Fluktuation in der frühkindlichen Bildung ist kein Naturgesetz, sondern eine Folge von Bedingungen, die du gestalten kannst. Wer die Gesundheit ernst nimmt, das Team einbindet und mit einem sichtbaren Benefit Wertschätzung zeigt, hält Fachkräfte, die anderswo längst gegangen wären. Verglichen mit anderen Bereichen steht die Kita unter besonderem Druck, ein Blick über den Tellerrand lohnt sich, etwa auf die Fluktuation im Gesundheitswesen.

Häufige Fragen

Wie hoch ist die Fluktuation in der Kita im Vergleich zur Gesamtwirtschaft?
Die Gesamtwirtschaft in Deutschland liegt im Schnitt bei 31,4 Prozent Fluktuation pro Jahr. In der frühkindlichen Bildung fällt vor allem der frühe Ausstieg auf, denn fast ein Drittel der Fachkräfte wechselt in den ersten fünf Jahren die Stelle, und rund ein Viertel verlässt das Arbeitsfeld ganz (Weiterbildungsinitiative Frühpädagogische Fachkräfte). Bei Berufseinsteigern ist etwa ein Drittel nach dem ersten Jahr wieder weg.
Was kostet ein Mitarbeiterabgang in der frühkindlichen Bildung?
Die Ersatzkosten liegen bei 90 bis 200 Prozent eines Jahresgehalts. Eine Auswertung größerer Unternehmen kam auf durchschnittlich rund 43.000 Euro pro Fall (Kompetenz Center Mitarbeiterbefragung). In der Kita treibt vor allem die lange Vakanzzeit den Preis, weil Erzieherinnen und Erzieher stark gesucht sind und Stellen oft monatelang offen bleiben.
Warum ist der Krankenstand beim Kita-Personal so hoch?

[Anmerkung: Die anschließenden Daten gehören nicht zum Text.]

//! Document store gateway and SQLite-backed implementation.
//!
//! # Responsibility
//! - Define the collection-scoped document contract used by repositories.
//! - Open and configure the SQLite document store.
//! - Apply schema migrations in deterministic order.
//!
//! # Invariants
//! - Every stored document carries a string `_id` that is unique within its
//!   collection and never changes after insert.
//! - `find_all` returns documents in insertion order.
//! - Core code must not read/write documents before migrations succeed.

use crate::model::DocumentId;
use serde_json::{Map, Value};
use std::error::Error;
use std::fmt::{Display, Formatter};

mod context;
pub mod migrations;
mod open;
mod sqlite;
mod unavailable;

pub use context::StoreContext;
pub use open::{open_store, open_store_in_memory};
pub use sqlite::SqliteDocumentStore;
pub use unavailable::UnavailableStore;

/// Logical database namespace shared by both collections.
pub const DATABASE_NAME: &str = "feedback_system";
/// Collection holding feedback documents.
pub const FEEDBACK_COLLECTION: &str = "feedbacks";
/// Collection holding survey documents.
pub const SURVEY_COLLECTION: &str = "surveys";
/// Reserved identifier field present on every document.
pub const ID_FIELD: &str = "_id";

/// Schema-flexible record as persisted by the store.
pub type Document = Map<String, Value>;

pub type StoreResult<T> = Result<T, StoreError>;

#[derive(Debug)]
pub enum StoreError {
    Sqlite(rusqlite::Error),
    Json(serde_json::Error),
    UnsupportedSchemaVersion {
        db_version: u32,
        latest_supported: u32,
    },
    /// The store could not be reached when the process started.
    Unavailable(String),
    InvalidDocument(String),
}

impl Display for StoreError {
    fn fmt(&self, f: &mut Formatter<'_>) -> std::fmt::Result {
        match self {
            Self::Sqlite(err) => write!(f, "{err}"),
            Self::Json(err) => write!(f, "{err}"),
            Self::UnsupportedSchemaVersion {
                db_version,
                latest_supported,
            } => write!(
                f,
                "database schema version {db_version} is newer than supported {latest_supported}"
            ),
            Self::Unavailable(reason) => write!(f, "document store unavailable: {reason}"),
            Self::InvalidDocument(message) => write!(f, "invalid document: {message}"),
        }
    }
}

impl Error for StoreError {
    fn source(&self) -> Option<&(dyn Error + 'static)> {
        match self {
            Self::Sqlite(err) => Some(err),
            Self::Json(err) => Some(err),
            Self::UnsupportedSchemaVersion { .. }
            | Self::Unavailable(_)
            | Self::InvalidDocument(_) => None,
        }
    }
}

impl From<rusqlite::Error> for StoreError {
    fn from(value: rusqlite::Error) -> Self {
        Self::Sqlite(value)
    }
}

impl From<serde_json::Error> for StoreError {
    fn from(value: serde_json::Error) -> Self {
        Self::Json(value)
    }
}

/// Collection-scoped document primitives.
///
/// Counts returned by `update_by_id` and `delete_by_id` are the number of
/// documents matched by the identifier, so callers can distinguish
/// "no such document" from success.
pub trait DocumentStore {
    /// Writes a new document and returns its identifier.
    ///
    /// A document without `_id` gets a freshly generated one.
    fn insert(&self, collection: &str, document: &Document) -> StoreResult<DocumentId>;
    /// Returns every document of the collection in insertion order.
    fn find_all(&self, collection: &str) -> StoreResult<Vec<Document>>;
    fn find_by_id(&self, collection: &str, id: DocumentId) -> StoreResult<Option<Document>>;
    /// Merges `changes` into the stored document. `_id` cannot be changed.
    fn update_by_id(&self, collection: &str, id: DocumentId, changes: &Document)
        -> StoreResult<u64>;
    fn delete_by_id(&self, collection: &str, id: DocumentId) -> StoreResult<u64>;
    /// Releases the underlying connection.
    fn close(self: Box<Self>) -> StoreResult<()>;
}
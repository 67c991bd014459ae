//! Stand-in store used when the real store could not be opened.

use super::{Document, DocumentStore, StoreError, StoreResult};
use crate::model::DocumentId;

/// Store whose every call fails with [`StoreError::Unavailable`].
///
/// Lets the shell keep running after a startup connection failure; each
/// operation then reports the failure on its own round trip.
#[derive(Debug, Clone)]
pub struct UnavailableStore {
    reason: String,
}

impl UnavailableStore {
    pub fn new(reason: impl Into<String>) -> Self {
        Self {
            reason: reason.into(),
        }
    }

    fn fail<T>(&self) -> StoreResult<T> {
        Err(StoreError::Unavailable(self.reason.clone()))
    }
}

impl DocumentStore for UnavailableStore {
    fn insert(&self, _collection: &str, _document: &Document) -> StoreResult<DocumentId> {
        self.fail()
    }

    fn find_all(&self, _collection: &str) -> StoreResult<Vec<Document>> {
        self.fail()
    }

    fn find_by_id(&self, _collection: &str, _id: DocumentId) -> StoreResult<Option<Document>> {
        self.fail()
    }

    fn update_by_id(
        &self,
        _collection: &str,
        _id: DocumentId,
        _changes: &Document,
    ) -> StoreResult<u64> {
        self.fail()
    }

    fn delete_by_id(&self, _collection: &str, _id: DocumentId) -> StoreResult<u64> {
        self.fail()
    }

    fn close(self: Box<Self>) -> StoreResult<()> {
        Ok(())
    }
}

Im Schnitt fallen täglich 8,6 von 100 Beschäftigten krankheitsbedingt aus, vor zehn Jahren waren es 5,8 Prozent (AOK). Kita-Beschäftigte fehlen rund 30 Tage im Jahr, gegenüber etwa 20 Tagen im Berufsdurchschnitt. Treiber sind Atemwegsinfekte sowie psychische Erkrankungen, die sich zwischen 2009 und 2023 nahezu verdoppelt haben.
Hilft eine betriebliche Krankenversicherung wirklich gegen Fluktuation?
Eine bKV allein löst keinen Personalmangel, aber sie ist ein sichtbarer Gesundheitsbenefit, der jeden Monat Wertschätzung zeigt. Der Arbeitgeber stellt ein jährliches Budget von meist 300 oder 600 Euro bereit, das für Vorsorge, Zahnersatz oder Sehhilfen genutzt wird. Ab rund acht Euro pro Fachkraft und Monat ist das eine kleine Position, gemessen an einem Abgang für rund 43.000 Euro.
Wie viele Fachkräfte fehlen in Kitas bundesweit?
Die Bundesagentur für Arbeit hatte 2025 rund 11.400 gemeldete offene Stellen im Bestand (Bundesagentur für Arbeit). Bis 2030 rechnen Berechnungen für die westdeutschen Länder mit einer Lücke von 50.000 bis 90.000 Fachkräften, während der Osten den Bedarf voraussichtlich decken kann. Die Bertelsmann Stiftung beziffert die kurzfristige Lücke auf rund 72.500 Fachkräfte.